__WORK TO COMPLETE__.
From the first line to the last, copy the material exactly.

__MATERIAL FOR THIS TASK__.
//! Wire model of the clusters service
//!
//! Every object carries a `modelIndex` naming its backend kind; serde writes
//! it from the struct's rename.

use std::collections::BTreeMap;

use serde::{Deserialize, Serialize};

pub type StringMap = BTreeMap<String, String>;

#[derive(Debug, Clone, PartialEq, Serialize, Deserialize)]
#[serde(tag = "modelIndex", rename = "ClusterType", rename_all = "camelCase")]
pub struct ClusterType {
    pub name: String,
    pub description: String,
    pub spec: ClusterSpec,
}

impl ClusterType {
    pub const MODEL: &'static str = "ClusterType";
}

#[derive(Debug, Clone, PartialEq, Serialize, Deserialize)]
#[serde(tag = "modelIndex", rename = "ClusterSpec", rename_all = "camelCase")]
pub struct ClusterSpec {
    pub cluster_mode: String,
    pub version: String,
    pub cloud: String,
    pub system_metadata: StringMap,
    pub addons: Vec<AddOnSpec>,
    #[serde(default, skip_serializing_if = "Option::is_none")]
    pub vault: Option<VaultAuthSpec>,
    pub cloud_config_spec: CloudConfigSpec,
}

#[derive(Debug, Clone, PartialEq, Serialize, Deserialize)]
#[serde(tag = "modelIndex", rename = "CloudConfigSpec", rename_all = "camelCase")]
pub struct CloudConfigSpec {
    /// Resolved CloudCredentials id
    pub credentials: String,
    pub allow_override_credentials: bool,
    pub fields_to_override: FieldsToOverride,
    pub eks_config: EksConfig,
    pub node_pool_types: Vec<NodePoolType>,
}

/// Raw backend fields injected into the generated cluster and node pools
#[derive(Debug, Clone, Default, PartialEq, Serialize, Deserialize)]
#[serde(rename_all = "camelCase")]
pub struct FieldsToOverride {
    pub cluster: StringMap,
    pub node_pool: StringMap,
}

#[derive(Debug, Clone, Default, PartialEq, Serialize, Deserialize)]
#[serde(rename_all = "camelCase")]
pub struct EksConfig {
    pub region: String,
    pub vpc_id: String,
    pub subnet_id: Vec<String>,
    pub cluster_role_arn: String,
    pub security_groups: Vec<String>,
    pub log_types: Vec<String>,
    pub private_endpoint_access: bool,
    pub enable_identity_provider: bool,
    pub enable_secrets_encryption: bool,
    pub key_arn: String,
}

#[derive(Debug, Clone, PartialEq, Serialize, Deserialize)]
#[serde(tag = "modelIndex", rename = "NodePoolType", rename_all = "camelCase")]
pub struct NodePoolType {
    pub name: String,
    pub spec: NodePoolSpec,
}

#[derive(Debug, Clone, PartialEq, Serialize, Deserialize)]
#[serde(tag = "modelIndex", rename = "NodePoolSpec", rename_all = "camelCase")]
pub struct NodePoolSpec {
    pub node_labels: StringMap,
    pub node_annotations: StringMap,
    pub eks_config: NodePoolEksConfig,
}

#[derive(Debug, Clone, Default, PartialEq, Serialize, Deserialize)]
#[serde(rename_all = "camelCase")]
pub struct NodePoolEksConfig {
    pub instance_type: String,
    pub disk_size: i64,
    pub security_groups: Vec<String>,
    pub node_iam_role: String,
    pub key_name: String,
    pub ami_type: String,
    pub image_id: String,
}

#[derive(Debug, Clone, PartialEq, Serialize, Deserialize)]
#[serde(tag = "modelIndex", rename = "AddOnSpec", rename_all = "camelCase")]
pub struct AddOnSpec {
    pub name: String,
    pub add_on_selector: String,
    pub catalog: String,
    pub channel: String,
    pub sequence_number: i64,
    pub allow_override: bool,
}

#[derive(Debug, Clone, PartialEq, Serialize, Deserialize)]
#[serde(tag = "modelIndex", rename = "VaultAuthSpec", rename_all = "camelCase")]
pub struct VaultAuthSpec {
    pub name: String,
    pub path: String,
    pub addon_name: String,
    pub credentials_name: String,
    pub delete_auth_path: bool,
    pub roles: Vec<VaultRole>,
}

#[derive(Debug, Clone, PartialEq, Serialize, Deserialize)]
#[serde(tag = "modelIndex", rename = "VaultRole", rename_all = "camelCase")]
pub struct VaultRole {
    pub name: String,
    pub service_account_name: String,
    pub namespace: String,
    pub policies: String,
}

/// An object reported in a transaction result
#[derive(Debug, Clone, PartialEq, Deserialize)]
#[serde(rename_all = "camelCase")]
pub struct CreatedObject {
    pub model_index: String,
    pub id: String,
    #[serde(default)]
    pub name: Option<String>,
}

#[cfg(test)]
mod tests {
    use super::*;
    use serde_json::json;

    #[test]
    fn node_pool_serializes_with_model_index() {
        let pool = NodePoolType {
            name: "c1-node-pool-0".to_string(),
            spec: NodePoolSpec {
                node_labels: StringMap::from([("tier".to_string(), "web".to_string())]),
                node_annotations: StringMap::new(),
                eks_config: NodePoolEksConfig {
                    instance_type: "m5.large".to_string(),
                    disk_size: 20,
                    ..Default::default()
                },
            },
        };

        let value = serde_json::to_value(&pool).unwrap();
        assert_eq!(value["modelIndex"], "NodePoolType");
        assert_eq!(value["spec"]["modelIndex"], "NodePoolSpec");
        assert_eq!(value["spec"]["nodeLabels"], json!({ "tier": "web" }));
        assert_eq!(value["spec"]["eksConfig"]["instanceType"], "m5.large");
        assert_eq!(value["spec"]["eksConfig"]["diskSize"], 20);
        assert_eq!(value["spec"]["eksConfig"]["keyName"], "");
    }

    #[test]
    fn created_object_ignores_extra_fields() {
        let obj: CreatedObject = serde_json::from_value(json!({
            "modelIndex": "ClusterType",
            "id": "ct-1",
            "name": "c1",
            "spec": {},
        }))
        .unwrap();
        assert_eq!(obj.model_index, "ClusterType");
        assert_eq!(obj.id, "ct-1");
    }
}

__OUTPUT BELOW__.
//! Wire model of the clusters service
//!
//! Every object carries a `modelIndex` naming its backend kind; serde writes
//! it from the struct's rename.

use std::collections::BTreeMap;

use serde::{Deserialize, Serialize};

pub type StringMap = BTreeMap<String, String>;

#[derive(Debug, Clone, PartialEq, Serialize, Deserialize)]
#[serde(tag = "modelIndex", rename = "ClusterType", rename_all = "camelCase")]
pub struct ClusterType {
    pub name: String,
    pub description: String,
    pub spec: ClusterSpec,
}

impl ClusterType {
    pub const MODEL: &'static str = "ClusterType";
}

#[derive(Debug, Clone, PartialEq, Serialize, Deserialize)]
#[serde(tag = "modelIndex", rename = "ClusterSpec", rename_all = "camelCase")]
pub struct ClusterSpec {
    pub cluster_mode: String,
    pub version: String,
    pub cloud: String,
    pub system_metadata: StringMap,
    pub addons: Vec<AddOnSpec>,
    #[serde(default, skip_serializing_if = "Option::is_none")]
    pub vault: Option<VaultAuthSpec>,
    pub cloud_config_spec: CloudConfigSpec,
}

#[derive(Debug, Clone, PartialEq, Serialize, Deserialize)]
#[serde(tag = "modelIndex", rename = "CloudConfigSpec", rename_all = "camelCase")]
pub struct CloudConfigSpec {
    /// Resolved CloudCredentials id
    pub credentials: String,
    pub allow_override_credentials: bool,
    pub fields_to_override: FieldsToOverride,
    pub eks_config: EksConfig,
    pub node_pool_types: Vec<NodePoolType>,
}

/// Raw backend fields injected into the generated cluster and node pools
#[derive(Debug, Clone, Default, PartialEq, Serialize, Deserialize)]
#[serde(rename_all = "camelCase")]
pub struct FieldsToOverride {
    pub cluster: StringMap,
    pub node_pool: StringMap,
}

#[derive(Debug, Clone, Default, PartialEq, Serialize, Deserialize)]
#[serde(rename_all = "camelCase")]
pub struct EksConfig {
    pub region: String,
    pub vpc_id: String,
    pub subnet_id: Vec<String>,
    pub cluster_role_arn: String,
    pub security_groups: Vec<String>,
    pub log_types: Vec<String>,
    pub private_endpoint_access: bool,
    pub enable_identity_provider: bool,
    pub enable_secrets_encryption: bool,
    pub key_arn: String,
}

#[derive(Debug, Clone, PartialEq, Serialize, Deserialize)]
#[serde(tag = "modelIndex", rename = "NodePoolType", rename_all = "camelCase")]
pub struct NodePoolType {
    pub name: String,
    pub spec: NodePoolSpec,
}

#[derive(Debug, Clone, PartialEq, Serialize, Deserialize)]
#[serde(tag = "modelIndex", rename = "NodePoolSpec", rename_all = "camelCase")]
pub struct NodePoolSpec {
    pub node_labels: StringMap,
    pub node_annotations: StringMap,
    pub eks_config: NodePoolEksConfig,
}

#[derive(Debug, Clone, Default, PartialEq, Serialize, Deserialize)]
#[serde(rename_all = "camelCase")]
pub struct NodePoolEksConfig {
    pub instance_type: String,
    pub disk_size: i64,
    pub security_groups: Vec<String>,
    pub node_iam_role: String,
    pub key_name: String,
    pub ami_type: String,
    pub image_id: String,
}

#[derive(Debug, Clone, PartialEq, Serialize, Deserialize)]
#[serde(tag = "modelIndex", rename = "AddOnSpec", rename_all = "camelCase")]
pub struct AddOnSpec {
    pub name: String,
    pub add_on_selector: String,
    pub catalog: String,
    pub channel: String,
    pub sequence_number: i64,
    pub allow_override: bool,
}

#[derive(Debug, Clone, PartialEq, Serialize, Deserialize)]
#[serde(tag = "modelIndex", rename = "VaultAuthSpec", rename_all = "camelCase")]
pub struct VaultAuthSpec {
    pub name: String,
    pub path: String,
    pub addon_name: String,
    pub credentials_name: String,
    pub delete_auth_path: bool,
    pub roles: Vec<VaultRole>,
}

#[derive(Debug, Clone, PartialEq, Serialize, Deserialize)]
#[serde(tag = "modelIndex", rename = "VaultRole", rename_all = "camelCase")]
pub struct VaultRole {
    pub name: String,
    pub service_account_name: String,
    pub namespace: String,
    pub policies: String,
}

/// An object reported in a transaction result
#[derive(Debug, Clone, PartialEq, Deserialize)]
#[serde(rename_all = "camelCase")]
pub struct CreatedObject {
    pub model_index: String,
    pub id: String,
    #[serde(default)]
    pub name: Option<String>,
}

#[cfg(test)]
mod tests {
    use super::*;
    use serde_json::json;

    #[test]
    fn node_pool_serializes_with_model_index() {
        let pool = NodePoolType {
            name: "c1-node-pool-0".to_string(),
            spec: NodePoolSpec {
                node_labels: StringMap::from([("tier".to_string(), "web".to_string())]),
                node_annotations: StringMap::new(),
                eks_config: NodePoolEksConfig {
                    instance_type: "m5.large".to_string(),
                    disk_size: 20,
                    ..Default::default()
                },
            },
        };

        let value = serde_json::to_value(&pool).unwrap();
        assert_eq!(value["modelIndex"], "NodePoolType");
        assert_eq!(value["spec"]["modelIndex"], "NodePoolSpec");
        assert_eq!(value["spec"]["nodeLabels"], json!({ "tier": "web" }));
        assert_eq!(value["spec"]["eksConfig"]["instanceType"], "m5.large");
        assert_eq!(value["spec"]["eksConfig"]["diskSize"], 20);
        assert_eq!(value["spec"]["eksConfig"]["keyName"], "");
    }

    #[test]
    fn created_object_ignores_extra_fields() {
        let obj: CreatedObject = serde_json::from_value(json!({
            "modelIndex": "ClusterType",
            "id": "ct-1",
            "name": "c1",
            "spec": {},
        }))
        .unwrap();
        assert_eq!(obj.model_index, "ClusterType");
        assert_eq!(obj.id, "ct-1");
    }
}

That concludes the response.